Stored items:
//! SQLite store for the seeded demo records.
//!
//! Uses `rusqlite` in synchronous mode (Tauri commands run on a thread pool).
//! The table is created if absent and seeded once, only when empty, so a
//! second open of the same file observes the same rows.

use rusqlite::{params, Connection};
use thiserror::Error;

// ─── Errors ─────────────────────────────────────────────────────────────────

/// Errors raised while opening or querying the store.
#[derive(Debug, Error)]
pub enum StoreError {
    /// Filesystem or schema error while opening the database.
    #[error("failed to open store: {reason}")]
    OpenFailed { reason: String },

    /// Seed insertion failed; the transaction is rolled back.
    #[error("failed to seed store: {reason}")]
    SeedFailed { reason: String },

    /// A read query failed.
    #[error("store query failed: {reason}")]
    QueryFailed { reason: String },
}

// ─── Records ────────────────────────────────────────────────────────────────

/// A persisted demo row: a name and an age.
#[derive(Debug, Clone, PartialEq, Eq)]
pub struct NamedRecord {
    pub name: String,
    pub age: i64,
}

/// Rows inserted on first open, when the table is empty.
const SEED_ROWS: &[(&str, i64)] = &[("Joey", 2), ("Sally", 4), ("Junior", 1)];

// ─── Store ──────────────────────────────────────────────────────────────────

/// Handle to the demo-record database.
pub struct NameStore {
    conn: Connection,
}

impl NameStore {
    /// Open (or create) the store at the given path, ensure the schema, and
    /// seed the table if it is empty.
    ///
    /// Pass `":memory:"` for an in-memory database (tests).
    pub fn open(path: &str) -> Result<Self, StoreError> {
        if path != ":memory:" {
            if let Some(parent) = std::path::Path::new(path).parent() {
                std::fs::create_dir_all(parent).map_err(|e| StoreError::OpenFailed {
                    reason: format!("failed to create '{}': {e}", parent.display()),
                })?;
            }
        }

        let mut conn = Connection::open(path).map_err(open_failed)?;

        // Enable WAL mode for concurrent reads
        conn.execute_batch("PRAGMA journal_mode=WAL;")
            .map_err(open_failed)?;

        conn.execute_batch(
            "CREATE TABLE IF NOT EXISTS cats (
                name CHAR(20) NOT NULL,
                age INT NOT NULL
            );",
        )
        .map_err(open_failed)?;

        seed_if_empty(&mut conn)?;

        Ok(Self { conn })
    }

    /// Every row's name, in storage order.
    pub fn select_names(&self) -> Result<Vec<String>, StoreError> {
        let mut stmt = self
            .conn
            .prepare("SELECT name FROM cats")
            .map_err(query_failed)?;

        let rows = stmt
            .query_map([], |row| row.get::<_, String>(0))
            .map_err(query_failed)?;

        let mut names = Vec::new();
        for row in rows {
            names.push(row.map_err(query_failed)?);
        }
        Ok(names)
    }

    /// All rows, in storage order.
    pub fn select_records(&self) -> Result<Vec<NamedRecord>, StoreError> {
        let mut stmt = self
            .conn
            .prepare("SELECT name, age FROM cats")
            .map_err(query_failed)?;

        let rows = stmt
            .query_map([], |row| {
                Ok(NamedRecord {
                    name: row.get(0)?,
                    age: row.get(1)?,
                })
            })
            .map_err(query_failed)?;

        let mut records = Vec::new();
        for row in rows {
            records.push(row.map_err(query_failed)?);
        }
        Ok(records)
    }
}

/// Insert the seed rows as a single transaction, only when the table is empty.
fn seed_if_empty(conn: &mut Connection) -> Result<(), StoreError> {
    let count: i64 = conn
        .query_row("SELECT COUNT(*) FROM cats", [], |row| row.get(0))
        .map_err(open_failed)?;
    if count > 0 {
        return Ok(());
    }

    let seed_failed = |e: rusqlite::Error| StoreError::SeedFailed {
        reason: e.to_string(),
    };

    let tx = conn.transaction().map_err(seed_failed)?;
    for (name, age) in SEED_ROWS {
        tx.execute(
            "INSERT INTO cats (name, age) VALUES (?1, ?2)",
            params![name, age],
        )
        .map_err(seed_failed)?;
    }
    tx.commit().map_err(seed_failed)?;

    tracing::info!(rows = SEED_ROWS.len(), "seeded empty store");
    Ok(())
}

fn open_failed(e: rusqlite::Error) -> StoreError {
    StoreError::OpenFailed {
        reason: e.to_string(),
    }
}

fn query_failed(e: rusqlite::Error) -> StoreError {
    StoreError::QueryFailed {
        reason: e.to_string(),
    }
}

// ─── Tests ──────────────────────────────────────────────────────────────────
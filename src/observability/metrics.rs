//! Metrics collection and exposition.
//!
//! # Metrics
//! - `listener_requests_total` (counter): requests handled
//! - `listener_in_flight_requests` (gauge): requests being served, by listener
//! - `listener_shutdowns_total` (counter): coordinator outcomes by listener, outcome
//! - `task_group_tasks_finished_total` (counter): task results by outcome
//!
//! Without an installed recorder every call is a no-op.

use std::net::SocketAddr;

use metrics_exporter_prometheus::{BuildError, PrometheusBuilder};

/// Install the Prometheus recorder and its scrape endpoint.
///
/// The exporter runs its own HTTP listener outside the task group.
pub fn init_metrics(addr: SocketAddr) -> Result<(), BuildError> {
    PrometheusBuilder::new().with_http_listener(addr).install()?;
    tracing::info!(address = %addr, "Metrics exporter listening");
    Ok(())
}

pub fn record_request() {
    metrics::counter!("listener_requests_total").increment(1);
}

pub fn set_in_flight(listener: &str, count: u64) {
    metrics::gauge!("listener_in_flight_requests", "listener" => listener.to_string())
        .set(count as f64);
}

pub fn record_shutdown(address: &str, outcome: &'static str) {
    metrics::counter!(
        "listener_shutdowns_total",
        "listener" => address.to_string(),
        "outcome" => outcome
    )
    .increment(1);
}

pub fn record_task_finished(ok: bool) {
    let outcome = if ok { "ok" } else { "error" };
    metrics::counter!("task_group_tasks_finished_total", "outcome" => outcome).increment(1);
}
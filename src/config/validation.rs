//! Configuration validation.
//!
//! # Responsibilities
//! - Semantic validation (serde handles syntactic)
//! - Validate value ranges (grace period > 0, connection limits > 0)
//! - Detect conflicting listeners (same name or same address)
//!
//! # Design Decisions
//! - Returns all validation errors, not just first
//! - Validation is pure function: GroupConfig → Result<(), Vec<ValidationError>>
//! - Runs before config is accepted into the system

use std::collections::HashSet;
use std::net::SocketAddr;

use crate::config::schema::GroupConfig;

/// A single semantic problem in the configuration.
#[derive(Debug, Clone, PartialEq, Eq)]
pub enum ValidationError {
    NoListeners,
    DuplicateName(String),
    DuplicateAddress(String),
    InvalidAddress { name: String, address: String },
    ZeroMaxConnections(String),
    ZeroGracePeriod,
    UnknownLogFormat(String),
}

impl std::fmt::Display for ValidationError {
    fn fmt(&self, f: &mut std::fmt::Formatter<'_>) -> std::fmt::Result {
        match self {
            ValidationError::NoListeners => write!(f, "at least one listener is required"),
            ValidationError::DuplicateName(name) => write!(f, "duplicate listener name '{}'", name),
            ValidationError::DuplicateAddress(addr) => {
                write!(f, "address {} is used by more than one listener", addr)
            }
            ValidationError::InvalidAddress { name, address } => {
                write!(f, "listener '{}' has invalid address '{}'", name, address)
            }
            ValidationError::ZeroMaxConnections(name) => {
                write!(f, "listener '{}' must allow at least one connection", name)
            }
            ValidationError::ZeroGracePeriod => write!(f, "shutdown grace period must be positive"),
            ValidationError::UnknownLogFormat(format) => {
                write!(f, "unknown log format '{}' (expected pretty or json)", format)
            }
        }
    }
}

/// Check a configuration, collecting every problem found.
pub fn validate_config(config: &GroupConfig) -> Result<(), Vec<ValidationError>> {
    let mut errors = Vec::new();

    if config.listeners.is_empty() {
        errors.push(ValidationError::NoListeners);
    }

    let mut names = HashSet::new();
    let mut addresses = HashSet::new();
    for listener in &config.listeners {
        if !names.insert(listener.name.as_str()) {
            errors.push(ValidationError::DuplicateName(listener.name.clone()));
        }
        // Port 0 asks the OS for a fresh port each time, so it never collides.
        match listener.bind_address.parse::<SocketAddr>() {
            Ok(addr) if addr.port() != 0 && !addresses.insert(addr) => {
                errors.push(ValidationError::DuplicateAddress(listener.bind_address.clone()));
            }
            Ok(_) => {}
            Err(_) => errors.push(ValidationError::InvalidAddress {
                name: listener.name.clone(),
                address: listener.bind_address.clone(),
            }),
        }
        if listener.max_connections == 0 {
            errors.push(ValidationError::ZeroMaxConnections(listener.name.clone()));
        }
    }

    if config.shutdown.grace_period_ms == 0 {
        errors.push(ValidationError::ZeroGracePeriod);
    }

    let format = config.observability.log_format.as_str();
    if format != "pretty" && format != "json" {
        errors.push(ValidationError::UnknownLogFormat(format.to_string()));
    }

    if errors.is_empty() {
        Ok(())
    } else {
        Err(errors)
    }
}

WORK ITEM
Look through the records and gather each line with the word "memory".

TASK SOLUTION
    /// Pass `":memory:"` for an in-memory database (tests).
        if path != ":memory:" {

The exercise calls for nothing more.